Items listed in a dataset
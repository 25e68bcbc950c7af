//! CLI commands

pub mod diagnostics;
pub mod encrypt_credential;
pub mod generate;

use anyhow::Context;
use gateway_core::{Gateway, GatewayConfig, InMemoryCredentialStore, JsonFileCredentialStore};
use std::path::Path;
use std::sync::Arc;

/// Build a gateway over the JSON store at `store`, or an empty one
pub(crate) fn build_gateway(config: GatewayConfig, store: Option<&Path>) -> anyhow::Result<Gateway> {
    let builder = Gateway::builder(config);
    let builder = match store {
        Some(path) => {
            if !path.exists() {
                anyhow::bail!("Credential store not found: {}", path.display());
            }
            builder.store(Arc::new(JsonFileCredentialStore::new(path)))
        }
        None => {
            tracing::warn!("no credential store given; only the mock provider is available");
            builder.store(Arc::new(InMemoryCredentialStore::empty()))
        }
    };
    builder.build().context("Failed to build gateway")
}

Problem to solve:
Find the line that contains "use anyhow::Context;". Repeat it and every line after it, exactly as written, up to and including the last line of the records above.

Output of the exercise:
use anyhow::Context;
use gateway_core::{Gateway, GatewayConfig, InMemoryCredentialStore, JsonFileCredentialStore};
use std::path::Path;
use std::sync::Arc;

/// Build a gateway over the JSON store at `store`, or an empty one
pub(crate) fn build_gateway(config: GatewayConfig, store: Option<&Path>) -> anyhow::Result<Gateway> {
    let builder = Gateway::builder(config);
    let builder = match store {
        Some(path) => {
            if !path.exists() {
                anyhow::bail!("Credential store not found: {}", path.display());
            }
            builder.store(Arc::new(JsonFileCredentialStore::new(path)))
        }
        None => {
            tracing::warn!("no credential store given; only the mock provider is available");
            builder.store(Arc::new(InMemoryCredentialStore::empty()))
        }
    };
    builder.build().context("Failed to build gateway")
}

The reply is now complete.